Relatos de complicações em Irecê
Uma situação alarmante vem sendo reportada por pacientes e familiares que passaram por procedimentos oftalmológicos no Hospital Ceom, localizado em Irecê, na Bahia. De acordo com informações da TV Bahia, pelo menos 26 pessoas apresentaram complicações de saúde, que incluem comprometimento da visão. Esses problemas surgiram após a realização de aplicações intravítreas, um procedimento geralmente seguro e rápido. Entre os casos mais graves, alguns pacientes necessitaram da retirada do globo ocular.
A reportagem entrou em contato com a Polícia Civil para verificar se há uma investigação em andamento sobre os incidentes, mas até o momento não houve retorno.
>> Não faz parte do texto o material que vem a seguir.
//! The boundary to the hosted backend.
//!
//! [`RemoteCollectionClient`] is everything the engine needs from a backend:
//! a filtered, ordered query; write-through mutations; and a change
//! subscription keyed by table + filter. Methods return boxed futures so the
//! trait stays object safe and handles can hold an
//! `Arc<dyn RemoteCollectionClient>`.

use std::fmt;
use std::future::Future;
use std::pin::Pin;

use tokio_stream::Stream;
use uuid::Uuid;

use crate::collection::{CollectionIdentity, QueryRequest};
use crate::error::RemoteError;
use crate::event::{Record, RecordId, SubscriptionMessage};

/// A boxed, `Send` future borrowing from `'a`.
pub type BoxFuture<'a, T> = Pin<Box<dyn Future<Output = T> + Send + 'a>>;

/// Stream of messages for one subscription. Ends when the backend closes
/// the channel.
pub type MessageStream = Pin<Box<dyn Stream<Item = SubscriptionMessage> + Send>>;

/// Identifies one open subscription for [`RemoteCollectionClient::unsubscribe`].
#[derive(Debug, Clone, Copy, PartialEq, Eq, Hash, PartialOrd, Ord)]
pub struct SubscriptionId(Uuid);

impl SubscriptionId {
    /// A fresh random id.
    pub fn new() -> Self {
        Self(Uuid::new_v4())
    }

    pub fn as_uuid(&self) -> Uuid {
        self.0
    }
}

impl Default for SubscriptionId {
    fn default() -> Self {
        Self::new()
    }
}

impl fmt::Display for SubscriptionId {
    fn fmt(&self, f: &mut fmt::Formatter<'_>) -> fmt::Result {
        fmt::Display::fmt(&self.0, f)
    }
}

/// An open change subscription.
///
/// The backend is expected to yield [`SubscriptionMessage::Subscribed`]
/// once the channel is confirmed, then data events in commit order.
pub struct Subscription {
    pub id: SubscriptionId,
    pub messages: MessageStream,
}

impl fmt::Debug for Subscription {
    fn fmt(&self, f: &mut fmt::Formatter<'_>) -> fmt::Result {
        f.debug_struct("Subscription")
            .field("id", &self.id)
            .finish_non_exhaustive()
    }
}

/// Typed access to a hosted backend.
///
/// # Contract
///
/// - [`query`](Self::query) returns the rows matching the request's filter,
///   sorted by its order spec, with the `select` expansion applied.
/// - [`subscribe`](Self::subscribe) delivers change events for rows matching
///   the identity's filter, in the order the backend commits them.
/// - [`unsubscribe`](Self::unsubscribe) is idempotent: closing an id twice,
///   or an id the backend already dropped, is not an error.
/// - A `subscribe` future may register the channel before it resolves. The
///   engine never drops one mid-flight: at teardown it awaits the future
///   (for a bounded time) and closes whatever subscription it yields.
///   Backends whose `subscribe` can block indefinitely should time out on
///   their own, since an abandoned future leaks its channel.
/// - Mutations report failures as values; they never panic.
pub trait RemoteCollectionClient: Send + Sync + 'static {
    /// Run the filtered, ordered query behind a view.
    fn query<'a>(
        &'a self,
        request: &'a QueryRequest,
    ) -> BoxFuture<'a, Result<Vec<Record>, RemoteError>>;

    /// Insert a row and return it as stored (with generated fields).
    fn insert<'a>(
        &'a self,
        table: &'a str,
        payload: Record,
        select: Option<&'a str>,
    ) -> BoxFuture<'a, Result<Record, RemoteError>>;

    /// Patch the row with `id` and return it as stored.
    fn update<'a>(
        &'a self,
        table: &'a str,
        id: &'a RecordId,
        patch: Record,
        select: Option<&'a str>,
    ) -> BoxFuture<'a, Result<Record, RemoteError>>;

    /// Delete the row with `id`.
    fn delete<'a>(
        &'a self,
        table: &'a str,
        id: &'a RecordId,
    ) -> BoxFuture<'a, Result<(), RemoteError>>;

    /// Open a change subscription for `identity`.
    fn subscribe<'a>(
        &'a self,
        identity: &'a CollectionIdentity,
    ) -> BoxFuture<'a, Result<Subscription, RemoteError>>;

    /// Close a subscription. Idempotent.
    fn unsubscribe(&self, id: SubscriptionId) -> BoxFuture<'_, ()>;
}

#[cfg(test)]
mod tests {
    use super::*;

    #[test]
    fn subscription_ids_are_unique() {
        assert_ne!(SubscriptionId::new(), SubscriptionId::new());
    }

    #[test]
    fn subscription_id_displays_as_uuid() {
        let id = SubscriptionId::new();
        assert_eq!(id.to_string(), id.as_uuid().to_string());
    }

    #[test]
    fn subscription_debug_omits_stream() {
        let sub = Subscription {
            id: SubscriptionId::new(),
            messages: Box::pin(tokio_stream::empty::<SubscriptionMessage>()),
        };
        let rendered = format!("{sub:?}");
        assert!(rendered.starts_with("Subscription { id: "));
        assert!(rendered.ends_with(".. }"));
    }

    // The engine stores clients as trait objects.
    const _: () = {
        #[allow(dead_code)]
        fn assert_object_safe(_: &dyn RemoteCollectionClient) {}
    };
}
A Secretaria da Saúde da Bahia (Sesab) confirmou que 26 pacientes relataram sintomas como ardência e hiperemia ocular, a vermelhidão provocada pela dilatação dos vasos sanguíneos, que pode estar ligada a irritações, inflamações ou infecções.
Casos graves de endoftalmite
Além dos sintomas iniciais, alguns pacientes desenvolveram endoftalmite, uma infecção ocular severa que pode causar danos permanentes à visão se não tratada adequadamente. Durante o período de realização das intervenções, a Sesab informou que foram realizados 143 procedimentos de terapia antiangiogênica (TAG), utilizando o medicamento Avastin (bevacizumabe), indicado para doenças oculares graves.
Após a notificação dos problemas, a Secretaria suspendeu imediatamente novos encaminhamentos para a unidade. Desde então, nenhum paciente foi direcionado ao hospital durante o mês de março, e essa suspensão se mantém vigente.
Uma inspeção sanitária na clínica revelou irregularidades no armazenamento do medicamento, incluindo problemas no controle de temperatura e falta de preparo da equipe em relação aos protocolos exigidos. Amostras dos insumos estão sendo analisadas em laboratório.
Apuração e monitoramento dos casos
A Diretoria de Controle das Ações e Serviços de Saúde instaurou diligências para investigar a situação, incluindo a análise de prontuários e o acompanhamento da evolução clínica dos pacientes afetados. A Sesab esclareceu que o Hospital Ceom é uma unidade privada credenciada ao Sistema Único de Saúde (SUS) e que a responsabilidade pela organização dos atendimentos e execução dos procedimentos é exclusivamente da instituição. A secretaria também negou ter promovido mutirões de saúde no município durante o período mencionado.
Nota do Hospital Ceom
Em nota oficial, o Hospital Ceom afirmou ter realizado 643 procedimentos ambulatoriais e cirúrgicos em dois dias de atendimentos, todos de acordo com critérios médicos estabelecidos. A unidade confirmou que 24 pacientes que passaram pela terapia antiangiogênica apresentaram intercorrências no acompanhamento imediato pós-procedimento.
O hospital garantiu que todos os pacientes continuam sob monitoramento contínuo, recebendo assistência integral que inclui avaliações especializadas, uso de medicamentos e acompanhamento clínico. A terapia antiangiogênica, ou anti-VEGF, é uma injeção intravítrea destinada a bloquear o crescimento de vasos sanguíneos anômalos, sendo indicada para doenças que podem levar à perda de visão.
A instituição também informou ter realizado uma auditoria detalhada dos prontuários referentes aos atendimentos, avaliando registros clínicos e condutas adotadas. Os documentos estão sendo organizados e disponibilizados aos pacientes que solicitarem, em uma medida de transparência e garantia de acesso às informações. Além disso, as investigações técnicas continuam sendo conduzidas pela Comissão de Controle de Infecção Hospitalar e órgãos de vigilância em saúde.
Com 24 anos de atuação e mais de 25 mil procedimentos realizados nos últimos quatro anos, o Hospital Ceom reafirma seu compromisso com a segurança dos pacientes e a transparência nas apurações.